The Before: I Love You, Friend
Sometimes, I wonder if I like you more than a friend. I just don't know how to describe it. I want to be around you, and I want to laugh, touch, chuckle, dream, and stay by your side. I don't know how else to say it. I don't know how else to convey it. Whenever I see you, I just seem to smile and want to enjoy your presence and clarity with me. I just want us to have meaningful chats and aspire about our future together. I just want to hold you close and never let go – because, I get clingy. I get jealous, I get unsure, and I get scared. I don't want to lose you. You mean a lot to me, you mean almost the whole world to me. Whenever I see you talking to anybody else, despite it being your friends, somebody of the opposite sex, or even anyone – I will feel sad, possessive, hurt, even.
I just…I just don't know how to cope with these feelings. You know how my parents aren't around, you know one of them has cancer. You know my family is dysfunctional, and you know I shut myself off from them. And it's because I trust you. I trust you a lot. But sometimes – I don't know if I'm making the right choices. I don't know if I'm letting the right kind of people in my life. I'm a closed off person. I like to keep things professional. But for once, I let my guard down. I let my bridge be lowered and allowed you to come inside my kingdom. So what is it that I want from you?
I don't know. I want you to tell me that I mean something to you. Even if I'm just a good friend or person – I want to have some acknowledgement from you. I just treasure you so much that – I'm scared to experience these feelings I never receive from my own family. It just feels unnatural and daunting – but I'm willing to put in the effort if you're willing to do the same for me.
I've been hurt, I've been torn, I've felt violated, and I've felt down. But somehow – you're the one who manages to break down my barriers and melt this cold heart of mines. I let you past the broken remains of my dreams and let you come forth and restore my ideals with your smile and vibrant laugh. There's just something about you that I care so much about. It's your eyes, it's your chuckle, it's your personality – it's just you. You are a wonderful person, and I love you so much for that. I love you to the extent that I can call you family – but my love might not be suited for family. Maybe it's more than such a fraternal kind of affection. No, it's much more than that. I . . .
I love you.
I'm so scared to show you how I feel. It's confusing, it's amazing, it's perplexing, it's stressful. But – if it's you, then I'm alright with it. I don't want to repress my feelings for you. And it's come down to this, I truly do love you. You've always treated me right, and you've always told me to get back on my feet whenever I fall down. You always tell me to smile and look on the brighter end of the spectrum, and you're always there to pick me up when somebody has pushed me down. You just seem to make me look forward to every passing day just to see you again.
And I love you.
I swear, even when I'm being cold, heartless bitch – you know I always mean well. And it's weird for me – but I don't know how convey my affections for you. I don't lightly say what mean – and when I mean it – I sincerely do. If I hurt you, I will always come back apologizing with a guilty conscience. It's just – I've never met a kind and amazing person such as you.

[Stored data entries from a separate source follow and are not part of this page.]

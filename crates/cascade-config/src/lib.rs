//! YAML pipeline configuration and the static step registry (spec §4.8).
//!
//! Replaces the Python original's `importlib`-based dynamic class loading
//! (spec §9) with a `StepRegistry` populated at process startup, and loads
//! pipeline definitions with `serde_yaml` the way `langgraph-core::yaml` and
//! the orchestrator crate's `config::loader` load their own configuration.

pub mod error;
pub mod pipeline;
pub mod registry;

pub use error::{ConfigError, Result};
pub use pipeline::{PipelineConfig, StepConfig};
pub use registry::{StepFactory, StepRegistry};
//! Storage error types.

use thiserror::Error;

pub type Result<T> = std::result::Result<T, StorageError>;

/// Errors raised by the [`crate::Storage`] contract.
#[derive(Error, Debug)]
pub enum StorageError {
    /// A `store` call targeted a `(stream, cascade_id)` pair that already
    /// exists. Per spec §7 this indicates a caller bug — steps are required
    /// to `exists`-check before publishing.
    #[error("message already exists in stream '{stream}': {cascade_id}")]
    AlreadyExists { stream: String, cascade_id: String },

    /// Payload or metadata failed to (de)serialise as JSON.
    #[error("serialization error: {0}")]
    Serialization(#[from] serde_json::Error),

    /// The backing store faulted (I/O, constraint violation, connection loss).
    #[error("storage backend error: {0}")]
    Backend(#[from] sqlx::Error),
}
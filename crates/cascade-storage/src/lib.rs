//! Durable content-addressed message storage (spec §4.2, §6).

pub mod error;
pub mod memory;
pub mod sqlite;
pub mod traits;

pub use error::{Result, StorageError};
pub use memory::InMemoryStorage;
pub use sqlite::SqliteStorage;
pub use traits::Storage;
//! YAML pipeline definitions (spec §4.8, §6 stream-spec syntax), resolved
//! into a runnable [`cascade_engine::Engine`] — the static-registry
//! replacement for `cascade_main.py`'s `Cascade.setup()`.

use cascade_engine::{Engine, Params, PortSpec, Storage};
use serde::Deserialize;
use serde_json::{Map, Value};
use std::collections::HashMap;
use std::path::Path;
use std::sync::Arc;

use crate::error::{ConfigError, Result};
use crate::registry::StepRegistry;

/// One step entry in a pipeline YAML file.
#[derive(Debug, Clone, Deserialize)]
pub struct StepConfig {
    pub kind: String,
    #[serde(default)]
    pub streams: HashMap<String, String>,
    #[serde(default)]
    pub params: Map<String, Value>,
}

/// The top-level shape of a pipeline YAML file:
///
/// ```yaml
/// project: demo
/// steps:
///   src:
///     kind: echo-source
///     streams:
///       output: X
///     params:
///       count: 2
///       values: ["a", "b"]
/// ```
#[derive(Debug, Clone, Deserialize)]
pub struct PipelineConfig {
    pub project: String,
    pub steps: HashMap<String, StepConfig>,
}

impl PipelineConfig {
    /// Parse and validate a pipeline file: every step's `kind` must be
    /// registered in `registry`, and every stream spec must parse per the
    /// BNF in spec §6. Validation failures are [`ConfigError`], fatal at
    /// setup (spec §7: "Configuration errors... the engine never starts").
    pub fn load(path: impl AsRef<Path>, registry: &StepRegistry) -> Result<Self> {
        let path_ref = path.as_ref();
        let content = std::fs::read_to_string(path_ref).map_err(|source| ConfigError::Io {
            path: path_ref.display().to_string(),
            source,
        })?;
        let config: PipelineConfig = serde_yaml::from_str(&content)?;
        config.validate(registry)?;
        Ok(config)
    }

    fn validate(&self, registry: &StepRegistry) -> Result<()> {
        for (name, step) in &self.steps {
            if !registry.contains(&step.kind) {
                return Err(ConfigError::UnknownStepKind(step.kind.clone()));
            }
            for (port, spec) in &step.streams {
                PortSpec::parse(spec).map_err(|e| ConfigError::InvalidStreamSpec {
                    step: name.clone(),
                    port: port.clone(),
                    reason: e.to_string(),
                })?;
            }
        }
        Ok(())
    }

    /// Build and register every step against a fresh [`Engine`] over
    /// `storage`, mirroring `cascade_main.py`'s `Cascade.setup()`.
    pub async fn into_engine(self, registry: &StepRegistry, storage: Arc<dyn Storage>) -> Result<Engine> {
        let mut engine = Engine::new(self.project, storage);
        for (name, step_config) in self.steps {
            let params = Params::new(step_config.params);
            let step = registry.build(&step_config.kind, &name, step_config.streams, params)?;
            engine.register(step).await?;
        }
        Ok(engine)
    }
}

#[cfg(test)]
mod tests {
    use super::*;
    use cascade_storage::InMemoryStorage;

    const DEMO_YAML: &str = r#"
project: demo
steps:
  src:
    kind: echo-source
    streams:
      output: X
    params:
      count: 2
      values: ["a", "b"]
  up:
    kind: uppercase
    streams:
      input: "X:1"
      output: Y
  log:
    kind: console-sink
    streams:
      input: "Y:1"
"#;

    fn write_temp(contents: &str) -> std::path::PathBuf {
        let mut path = std::env::temp_dir();
        path.push(format!("cascade-config-test-{}.yaml", std::process::id()));
        std::fs::write(&path, contents).unwrap();
        path
    }

    #[test]
    fn loads_and_validates_demo_pipeline() {
        let path = write_temp(DEMO_YAML);
        let registry = StepRegistry::with_builtins();
        let config = PipelineConfig::load(&path, &registry).unwrap();
        assert_eq!(config.project, "demo");
        assert_eq!(config.steps.len(), 3);
        std::fs::remove_file(path).ok();
    }

    #[test]
    fn unknown_kind_fails_validation() {
        let yaml = DEMO_YAML.replace("echo-source", "nonexistent-kind");
        let path = write_temp(&yaml);
        let registry = StepRegistry::with_builtins();
        let err = PipelineConfig::load(&path, &registry);
        assert!(matches!(err, Err(ConfigError::UnknownStepKind(_))));
        std::fs::remove_file(path).ok();
    }

    #[test]
    fn malformed_stream_spec_fails_validation() {
        let yaml = DEMO_YAML.replace("\"X:1\"", "\"X:not-a-number\"");
        let path = write_temp(&yaml);
        let registry = StepRegistry::with_builtins();
        let err = PipelineConfig::load(&path, &registry);
        assert!(matches!(err, Err(ConfigError::InvalidStreamSpec { .. })));
        std::fs::remove_file(path).ok();
    }

    #[tokio::test]
    async fn into_engine_runs_demo_pipeline() {
        let path = write_temp(DEMO_YAML);
        let registry = StepRegistry::with_builtins();
        let config = PipelineConfig::load(&path, &registry).unwrap();
        let storage: Arc<dyn Storage> = Arc::new(InMemoryStorage::new());
        let engine = config.into_engine(&registry, storage.clone()).await.unwrap();
        engine.run().await.unwrap();

        assert!(storage.exists("X", "src:count=0").await.unwrap());
        assert!(storage.exists("Y", "src:count=0/up").await.unwrap());
        std::fs::remove_file(path).ok();
    }
}
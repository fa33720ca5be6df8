//! Stream-specification syntax for a step's declared ports (spec §6).
//!
//! A port value is either `"<stream>"` (publish) or `"<stream>:<weight>"`
//! (subscribe, weight `0` meaning broadcast).

use crate::error::{EngineError, Result};

#[derive(Debug, Clone, PartialEq, Eq)]
pub enum PortSpec {
    Publish { stream: String },
    Subscribe { stream: String, weight: u32 },
}

impl PortSpec {
    pub fn stream_name(&self) -> &str {
        match self {
            PortSpec::Publish { stream } => stream,
            PortSpec::Subscribe { stream, .. } => stream,
        }
    }

    /// Parse one port value. `"name"` is a publish port; `"name:weight"`
    /// (weight a non-negative integer) is a subscribe port.
    pub fn parse(spec: &str) -> Result<PortSpec> {
        match spec.rsplit_once(':') {
            Some((stream, weight_str)) => {
                let weight: u32 = weight_str.parse().map_err(|_| {
                    EngineError::InvalidStreamSpec(
                        spec.to_string(),
                        format!("'{weight_str}' is not a non-negative integer weight"),
                    )
                })?;
                if stream.is_empty() {
                    return Err(EngineError::InvalidStreamSpec(
                        spec.to_string(),
                        "missing stream name before ':'".to_string(),
                    ));
                }
                Ok(PortSpec::Subscribe { stream: stream.to_string(), weight })
            }
            None => {
                if spec.is_empty() {
                    return Err(EngineError::InvalidStreamSpec(
                        spec.to_string(),
                        "empty stream spec".to_string(),
                    ));
                }
                Ok(PortSpec::Publish { stream: spec.to_string() })
            }
        }
    }
}
//! The static step registry (spec §4.8, §9 design note "Dynamic step
//! loading"): a `kind` string from configuration resolves to a
//! [`StepFactory`], the systems-language replacement for the Python
//! original's `importlib.import_module` lookup.

use async_trait::async_trait;
use cascade_engine::{Params, Sink, Source, Step, Transform};
use serde_json::Value;
use std::collections::HashMap;
use std::sync::Arc;

use crate::error::{ConfigError, Result};

/// Constructs a concrete [`Step`] for one `kind` string. Implementations are
/// typically zero-sized marker types; the interesting state lives in the
/// `Source`/`Transform`/`Sink` body each factory builds.
pub trait StepFactory: Send + Sync {
    fn build(&self, name: &str, ports: HashMap<String, String>, params: Params) -> Result<Step>;
}

/// A `HashMap<String, Arc<dyn StepFactory>>` populated at process startup.
/// `with_builtins()` registers the three worked-example kinds described in
/// SPEC_FULL §4.8; downstream implementers (LLM steps, HTTP steps, ...)
/// register their own kinds the same way before loading a pipeline config.
#[derive(Default, Clone)]
pub struct StepRegistry {
    factories: HashMap<String, Arc<dyn StepFactory>>,
}

impl StepRegistry {
    pub fn new() -> Self {
        Self::default()
    }

    /// A registry pre-populated with `echo-source`, `uppercase`, and
    /// `console-sink` — enough to run the S1 scenario from spec §8
    /// end-to-end and to give downstream implementers a concrete pattern.
    pub fn with_builtins() -> Self {
        let mut registry = Self::new();
        registry.register("echo-source", Arc::new(EchoSourceFactory));
        registry.register("uppercase", Arc::new(UppercaseFactory));
        registry.register("console-sink", Arc::new(ConsoleSinkFactory));
        registry
    }

    pub fn register(&mut self, kind: impl Into<String>, factory: Arc<dyn StepFactory>) {
        self.factories.insert(kind.into(), factory);
    }

    pub fn contains(&self, kind: &str) -> bool {
        self.factories.contains_key(kind)
    }

    pub fn build(
        &self,
        kind: &str,
        name: &str,
        ports: HashMap<String, String>,
        params: Params,
    ) -> Result<Step> {
        let factory = self
            .factories
            .get(kind)
            .ok_or_else(|| ConfigError::UnknownStepKind(kind.to_string()))?;
        factory.build(name, ports, params)
    }
}

/// Emits each entry of its `values` array param in order, one per
/// `generate()` call; `count` (read by the engine itself) should match
/// `values.len()` for every configured payload to be produced.
struct EchoSource {
    values: Vec<Value>,
    next: usize,
}

#[async_trait]
impl Source for EchoSource {
    async fn generate(&mut self) -> cascade_engine::StepResult<Option<Value>> {
        let v = self.values.get(self.next).cloned();
        self.next += 1;
        Ok(v)
    }
}

struct EchoSourceFactory;

impl StepFactory for EchoSourceFactory {
    fn build(&self, name: &str, ports: HashMap<String, String>, params: Params) -> Result<Step> {
        let values = params
            .get("values")
            .and_then(Value::as_array)
            .cloned()
            .unwrap_or_default();
        Ok(Step::source(name, ports, params, Box::new(EchoSource { values, next: 0 }))?)
    }
}

/// Uppercases a string payload. Non-string payloads pass through as `null`
/// rather than panicking, since a misconfigured pipeline is a setup-time
/// error, not a reason to crash a running worker.
struct Uppercase;

#[async_trait]
impl Transform for Uppercase {
    async fn process(&mut self, message: &cascade_core::Message) -> cascade_engine::StepResult<Option<Value>> {
        Ok(message.payload.as_str().map(|s| Value::String(s.to_uppercase())))
    }
}

struct UppercaseFactory;

impl StepFactory for UppercaseFactory {
    fn build(&self, name: &str, ports: HashMap<String, String>, params: Params) -> Result<Step> {
        Ok(Step::transform(name, ports, params, Box::new(Uppercase))?)
    }
}

/// Logs every payload it receives via `tracing::info!`. The console-sink
/// worked example for the "explorer"-style tap described in spec §4.3.
struct ConsoleSink;

#[async_trait]
impl Sink for ConsoleSink {
    async fn sink(&mut self, message: &cascade_core::Message) -> cascade_engine::StepResult<()> {
        tracing::info!(cascade_id = %message.cascade_id, payload = %message.payload, "sink");
        Ok(())
    }
}

struct ConsoleSinkFactory;

impl StepFactory for ConsoleSinkFactory {
    fn build(&self, name: &str, ports: HashMap<String, String>, params: Params) -> Result<Step> {
        Ok(Step::sink(name, ports, params, Box::new(ConsoleSink))?)
    }
}

#[cfg(test)]
mod tests {
    use super::*;

    #[test]
    fn with_builtins_registers_all_three() {
        let registry = StepRegistry::with_builtins();
        assert!(registry.contains("echo-source"));
        assert!(registry.contains("uppercase"));
        assert!(registry.contains("console-sink"));
    }

    #[test]
    fn unknown_kind_is_an_error() {
        let registry = StepRegistry::with_builtins();
        let err = registry.build("no-such-kind", "x", HashMap::new(), Params::default());
        assert!(matches!(err, Err(ConfigError::UnknownStepKind(_))));
    }
}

I will always repeat that.
And as our time being together grows shorter – time begins to make my heart grow fonder of all our memories we've been through. I will always remember the times you've laughed when I wanted to be perfect. I will always remember the times when cheered me up when I was down. I will always remember the times when we talk about my silly ideas of star gazing at night in an open field. But friend, I don't think my ideals are silly. And I know you know that they are not silly. And I remember you saying you would like to do so to. And that made me really happy. You wanted to lay down in a field stargazing up at the night sky, wondering what our future had to offer for us.
We may separate, but at least, we'll be looking up from under the same sky.
I remember that promise you made back in freshman year where you reassured me that, we'll be able to see each other in our classes when I thought we weren't. You continued reassuring and laughing and saying that you will make sure we'll see each other again, soon. I couldn't help but smile at your humane and boyish face. You were always so cute when you make silly promises.
But I love you for that.
So when the day came, when we had to separate on our last day of school – I hugged you tightly and began to bury my face into your chest and repeat over and over, "I love you, I love you, I love you, I love…you as a friend."
You just simply stared down at me.
I love you. I love you more than a friend.
And we parted.
And before we left, I heard you saying softly, "I love you too."
…you love me more than a friend. I could have cried right there, but I held it in.
"I love you." I just couldn't contain my happiness when you said that.
I love you, friend.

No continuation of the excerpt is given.